Docs: clarify that patterns in `cache:key:files_commits` are interpreted as git pathspecs
<!--IssueSummary start-->
<details>
<summary>
Everyone can contribute. [Help move this issue forward](https://handbook.gitlab.com/handbook/marketing/developer-relations/contributor-success/community-contributors-workflows/#contributor-links) while earning points, leveling up and collecting rewards.
</summary>
- [Label this issue](https://contributors.gitlab.com/manage-issue?action=label&projectId=278964&issueIid=595745)
</details>
<!--IssueSummary end-->
- [x] Start this issue's title with `Docs:` or `Docs feedback:`.
## Problem to solve
In `cache:key:files`, wildcard patterns are interpreted like globs.
In `cache:key:files_commits`, they're interpreted like git pathspecs.
These behave differently, e.g. `**/foo` matches top-level `foo` as a glob but not as a pathspec.
It would be helpful to document this.
I raised a similar issue before: https://gitlab.com/gitlab-org/gitlab/-/work_items/547149. It was closed because there was related work in progress (making `cache:key:files` use content-based hashing, and moving commit-based hashing to `cache:key:files_commits`) and the glob/pathspec mismatch was meant to be taken care of as part of that.
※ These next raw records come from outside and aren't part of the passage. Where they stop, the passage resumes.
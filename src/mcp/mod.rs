//! MCP (Model Context Protocol) tool server.
//!
//! Exposes the clinic store to external agents over JSON-RPC 2.0 on
//! stdio: `initialize`, `tools/list` and `tools/call`. The typed tools
//! share validators and repositories with the REST API; `execute_query`
//! is a raw passthrough.

pub mod protocol;
pub mod server;
pub mod tools;

pub use server::McpServer;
That work has been merged, but the glob / pathspec mismatch remains.
When I raised #547149:
* `cache:key:files` called `last_commit_id_for_path(path)`, which delegated to Gitaly, which interpreted the path as a pathspec
Now:
* `cache:key:files` uses content-hashing instead of commit-hashing
* `cache:key:files` supports wildcards, using glob-like matching
* `cache:key:files_commits` uses the old commit-hasing
* it still calls `last_commit_id_for_path(path)`, as before
Reproducible example:
Suppose your project just has `foo` and `bar` at top-level.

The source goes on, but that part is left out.